While some experts have questioned whether a vaccine will ever provide adequate protection against the SARS-CoV-2 coronavirus, Dr Griffin is more hopeful.
 
‘These arguments rely on flawed concepts,’ he said.
 
‘People say we don’t have vaccines for other coronaviruses, such as those that cause a cold. But the impact of a cold is so small and the mortality incalculable that you’d never convince an investor or grant body to set up a study into cold-causing coronaviruses.
 
‘With the SARS coronavirus, there were lots of promising candidates – but they didn’t proceed through all the clinical trial stages before the virus was brought under control with infection control.
 
‘During this pandemic, lots of manufacturers have leveraged their existing SARS vaccines. So when people say we won’t have a vaccine for this virus, it just doesn’t stack up.
 
‘We don’t want to be ahead of ourselves. It needs to be proven in Phase 1, 2 and 3 trials. But every vaccine that progresses through each of these stages is a huge step forward.
 
‘It concerns me that anti-vaxxers are objecting to the coronavirus vaccine when it doesn’t even exist yet.

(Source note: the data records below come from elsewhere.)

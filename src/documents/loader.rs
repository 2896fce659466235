use std::path::Path;
use tokio::fs;

use crate::documents::FileType;
use crate::error::{Error, Result};
use crate::models::{Document, DocumentKind, DocumentSet};

/// Reads resumes, job descriptions and company background from disk.
#[derive(Debug, Default, Clone)]
pub struct DocumentLoader;

impl DocumentLoader {
    pub fn new() -> Self {
        Self
    }

    pub async fn load(&self, kind: DocumentKind, path: &Path) -> Result<Document> {
        let raw = match FileType::from_path(path) {
            FileType::Pdf => self.read_pdf(path).await?,
            FileType::Text | FileType::Markdown => fs::read_to_string(path).await?,
            FileType::Unknown => {
                return Err(Error::UnsupportedFileType(path.display().to_string()));
            }
        };

        let content = normalize(&raw);
        if content.is_empty() {
            return Err(Error::EmptyDocument(kind));
        }

        tracing::debug!(
            "Loaded {} from {} ({} chars)",
            kind,
            path.display(),
            content.len()
        );

        Ok(Document {
            kind,
            source: Some(path.to_path_buf()),
            content,
        })
    }

    pub async fn load_set(
        &self,
        resume: &Path,
        job_description: &Path,
        company_info: &Path,
    ) -> Result<DocumentSet> {
        let resume = self.load(DocumentKind::Resume, resume).await?;
        let job_description = self.load(DocumentKind::JobDescription, job_description).await?;
        let company_info = self.load(DocumentKind::CompanyInfo, company_info).await?;
        DocumentSet::new(resume, job_description, company_info)
    }

    async fn read_pdf(&self, path: &Path) -> Result<String> {
        let bytes = fs::read(path).await?;
        pdf_extract::extract_text_from_mem(&bytes).map_err(|e| {
            Error::PdfExtraction(format!(
                "Failed to extract text from PDF '{}': {}",
                path.display(),
                e
            ))
        })
    }
}

/// Unifies line endings, strips trailing spaces and collapses runs of blank
/// lines left behind by PDF extraction.
fn normalize(text: &str) -> String {
    let mut lines: Vec<&str> = Vec::new();
    let mut blank_run = 0;

    for line in text.lines().map(str::trim_end) {
        if line.is_empty() {
            blank_run += 1;
            if blank_run > 1 {
                continue;
            }
        } else {
            blank_run = 0;
        }
        lines.push(line);
    }

    lines.join("\n").trim().to_string()
}
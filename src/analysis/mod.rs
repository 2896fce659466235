pub mod enhancer;
pub mod session;

pub use enhancer::ResumeEnhancer;
pub use session::EnhancementSession;
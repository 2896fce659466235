use chrono::{DateTime, Utc};
use serde::{Deserialize, Serialize};

/// Match score out of 100 recovered from the model's free-text score field.
#[derive(Debug, Clone, Copy, Serialize, Deserialize, PartialEq, Eq, PartialOrd, Ord)]
#[serde(transparent)]
pub struct MatchScore(u8);

impl MatchScore {
    pub const MAX: u8 = 100;

    pub fn new(value: u8) -> Option<Self> {
        (value <= Self::MAX).then_some(Self(value))
    }

    pub fn value(&self) -> u8 {
        self.0
    }
}

impl std::fmt::Display for MatchScore {
    fn fmt(&self, f: &mut std::fmt::Formatter<'_>) -> std::fmt::Result {
        write!(f, "{}/100", self.0)
    }
}

/// Fields recovered from the first exchange.
#[derive(Debug, Clone, PartialEq, Eq)]
pub struct AnalysisFields {
    pub analysis: String,
    pub tailoring_suggestions: String,
    pub score_justification: String,
    pub score: String,
}

/// Fields recovered from the second exchange.
#[derive(Debug, Clone, PartialEq, Eq)]
pub struct OptimizationFields {
    pub optimized_resume: String,
    pub changes_made: String,
    pub new_score: String,
    pub score_justification: String,
}

#[derive(Debug, Clone, Serialize, Deserialize)]
pub struct ResumeAnalysis {
    pub analysis: String,
    pub tailoring_suggestions: String,
    pub score_justification: String,
    pub score: String,
    #[serde(default)]
    pub match_score: Option<MatchScore>,
    #[serde(default)]
    pub provider: String,
    #[serde(default)]
    pub model: String,
    #[serde(default = "Utc::now")]
    pub analyzed_at: DateTime<Utc>,
}

impl ResumeAnalysis {
    pub fn from_fields(fields: AnalysisFields, provider: &str, model: &str) -> Self {
        let match_score = crate::llm::parser::parse_score(&fields.score);
        Self {
            analysis: fields.analysis,
            tailoring_suggestions: fields.tailoring_suggestions,
            score_justification: fields.score_justification,
            score: fields.score,
            match_score,
            provider: provider.to_string(),
            model: model.to_string(),
            analyzed_at: Utc::now(),
        }
    }
}

#[derive(Debug, Clone, Serialize, Deserialize)]
pub struct OptimizedResume {
    pub optimized_resume: String,
    pub changes_made: String,
    pub new_score: String,
    pub score_justification: String,
    #[serde(default)]
    pub new_match_score: Option<MatchScore>,
    #[serde(default)]
    pub provider: String,
    #[serde(default)]
    pub model: String,
    #[serde(default = "Utc::now")]
    pub optimized_at: DateTime<Utc>,
}

impl OptimizedResume {
    pub fn from_fields(fields: OptimizationFields, provider: &str, model: &str) -> Self {
        let new_match_score = crate::llm::parser::parse_score(&fields.new_score);
        Self {
            optimized_resume: fields.optimized_resume,
            changes_made: fields.changes_made,
            new_score: fields.new_score,
            score_justification: fields.score_justification,
            new_match_score,
            provider: provider.to_string(),
            model: model.to_string(),
            optimized_at: Utc::now(),
        }
    }
}
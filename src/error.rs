use thiserror::Error;

use crate::models::DocumentKind;

#[derive(Error, Debug)]
pub enum Error {
    #[error("LLM API error: {0}")]
    LLMApi(String),

    #[error("Rate limit exceeded, retry after {0} seconds")]
    RateLimited(u64),

    #[error("LLM server error (HTTP {0})")]
    ServerError(u16),

    #[error("Failed to parse response: {0}")]
    ParseError(String),

    #[error("Response is missing the <{0}> section")]
    MissingTag(String),

    #[error("Configuration error: {0}")]
    Config(String),

    #[error("Network error: {0}")]
    Network(#[from] reqwest::Error),

    #[error("Serialization error: {0}")]
    Serialization(#[from] serde_json::Error),

    #[error("IO error: {0}")]
    Io(#[from] std::io::Error),

    #[error("PDF extraction error: {0}")]
    PdfExtraction(String),

    #[error("Unsupported file type: {0} (expected .txt, .md or .pdf)")]
    UnsupportedFileType(String),

    #[error("The {0} is empty")]
    EmptyDocument(DocumentKind),

    #[error("The {0} is required")]
    MissingDocument(DocumentKind),

    #[error("No analysis available, generate a report first")]
    NoAnalysis,

    #[error("Session was restored from a saved analysis; job description and company information are not loaded")]
    DocumentsNotLoaded,
}

pub type Result<T> = std::result::Result<T, Error>;

impl Error {
    pub fn is_retryable(&self) -> bool {
        match self {
            Error::RateLimited(_) | Error::ServerError(_) => true,
            Error::Network(e) => e.is_timeout() || e.is_connect(),
            _ => false,
        }
    }
}

#[cfg(test)]
mod tests {
    use super::*;

    #[test]
    fn test_retryable_classification() {
        assert!(Error::RateLimited(5).is_retryable());
        assert!(Error::ServerError(503).is_retryable());
        assert!(!Error::MissingTag("score".to_string()).is_retryable());
        assert!(!Error::LLMApi("bad request".to_string()).is_retryable());
        assert!(!Error::NoAnalysis.is_retryable());
        assert!(!Error::DocumentsNotLoaded.is_retryable());
    }

    #[test]
    fn test_document_errors_name_the_document() {
        let err = Error::MissingDocument(DocumentKind::JobDescription);
        assert_eq!(err.to_string(), "The job description is required");
    }
}
use clap::{Args as ClapArgs, Parser, Subcommand};
use std::path::{Path, PathBuf};
use tracing_subscriber::EnvFilter;

use resume_enhancer::models::DocumentKind;
use resume_enhancer::output::{self, OutputFormat};
use resume_enhancer::{
    build_provider, Config, DocumentLoader, EnhancementSession, ProviderKind, ResumeEnhancer,
    RetryPolicy,
};

#[derive(Parser, Debug)]
#[command(name = "resume-enhancer")]
#[command(version = "0.1.0")]
#[command(about = "Score a resume against a job description and rewrite it with an LLM")]
struct Args {
    #[command(subcommand)]
    command: Command,

    /// LLM provider (anthropic, gemini); overrides LLM_PROVIDER
    #[arg(short, long, global = true)]
    provider: Option<String>,

    /// Model name for the selected provider
    #[arg(short, long, global = true)]
    model: Option<String>,

    /// Output format (text, markdown, json)
    #[arg(short, long, global = true, default_value = "text")]
    format: String,

    /// Directory for resume_analysis.json and optimized_resume.txt
    #[arg(short, long, global = true)]
    output_dir: Option<PathBuf>,

    /// Do not write result files
    #[arg(long, global = true)]
    no_export: bool,

    /// Hide the progress spinner
    #[arg(long, global = true)]
    quiet: bool,

    /// Enable debug logging
    #[arg(short, long, global = true)]
    verbose: bool,
}

#[derive(Subcommand, Debug)]
enum Command {
    /// Analyze a resume against a job description and company background
    Analyze {
        #[command(flatten)]
        inputs: AnalyzeInputs,

        /// Also produce an optimized resume from the suggestions
        #[arg(long)]
        optimize: bool,
    },

    /// Optimize a resume using a previously exported analysis
    Optimize {
        /// Resume file (.txt, .md, .pdf)
        #[arg(short, long)]
        resume: PathBuf,

        /// Exported analysis (defaults to <output-dir>/resume_analysis.json)
        #[arg(short, long)]
        analysis: Option<PathBuf>,
    },
}

#[derive(ClapArgs, Debug)]
struct AnalyzeInputs {
    /// Resume file (.txt, .md, .pdf)
    #[arg(short, long)]
    resume: PathBuf,

    /// Job description file (.txt, .md, .pdf)
    #[arg(short, long)]
    job_description: PathBuf,

    /// Company information file (.txt, .md, .pdf)
    #[arg(short, long)]
    company_info: PathBuf,
}

#[tokio::main]
async fn main() -> anyhow::Result<()> {
    let args = Args::parse();

    let level = if args.verbose { "debug" } else { "info" };
    tracing_subscriber::fmt()
        .with_env_filter(
            EnvFilter::from_default_env()
                .add_directive(format!("resume_enhancer={}", level).parse()?)
                .add_directive("reqwest=warn".parse()?),
        )
        .with_writer(std::io::stderr)
        .init();

    dotenvy::dotenv().ok();

    let mut config = Config::from_env()?;
    if let Some(ref provider) = args.provider {
        config.provider = provider.parse::<ProviderKind>()?;
    }
    if let Some(ref model) = args.model {
        config.set_model(model.clone());
    }
    if let Some(ref dir) = args.output_dir {
        config.output_dir = dir.clone();
    }
    let format: OutputFormat = args.format.parse()?;

    let llm = build_provider(&config)?;
    let enhancer = ResumeEnhancer::new(llm, RetryPolicy::new(config.max_retries))
        .with_progress(!args.quiet);
    let loader = DocumentLoader::new();

    match args.command {
        Command::Analyze { ref inputs, optimize } => {
            let documents = loader
                .load_set(&inputs.resume, &inputs.job_description, &inputs.company_info)
                .await?;
            tracing::info!(
                "Analyzing {} with {}",
                documents.resume.source_label(),
                enhancer.provider_name()
            );

            let mut session = EnhancementSession::new(enhancer, documents);
            let analysis = session.generate_report().await?;
            println!("{}", output::render_analysis(analysis, format)?);
            if !args.no_export {
                output::export_analysis(&config.output_dir, analysis)?;
            }

            if optimize {
                run_optimization(&mut session, format, &config.output_dir, args.no_export).await?;
            }
        }
        Command::Optimize { ref resume, ref analysis } => {
            let analysis_path = analysis
                .clone()
                .unwrap_or_else(|| config.output_dir.join(output::ANALYSIS_FILE));
            let saved = output::load_analysis(&analysis_path)?;
            tracing::info!("Loaded analysis from {}", analysis_path.display());

            let resume = loader.load(DocumentKind::Resume, resume).await?;
            let mut session = EnhancementSession::from_analysis(enhancer, resume, saved)?;
            run_optimization(&mut session, format, &config.output_dir, args.no_export).await?;
        }
    }

    Ok(())
}

async fn run_optimization(
    session: &mut EnhancementSession,
    format: OutputFormat,
    output_dir: &Path,
    no_export: bool,
) -> anyhow::Result<()> {
    session.optimize_resume().await?;

    if let Some(optimized) = session.optimized() {
        println!(
            "{}",
            output::render_optimization(optimized, session.score_delta(), format)?
        );
        if !no_export {
            output::export_optimized_resume(output_dir, optimized)?;
        }
    }

    Ok(())
}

That shows they’re objecting for the sake of it – it’s not based on facts or evidence.
 
‘Others are concerned at how quickly these are being developed, but the rigor around these vaccines is greater than ever before because of how much attention there is.’
 
Early results are expected in July.
 
However, Novavax research chief Dr Gregory Glenn has said his company is making doses in parallel ‘in anticipation that we’ll be able to show it working’ by the end of the year.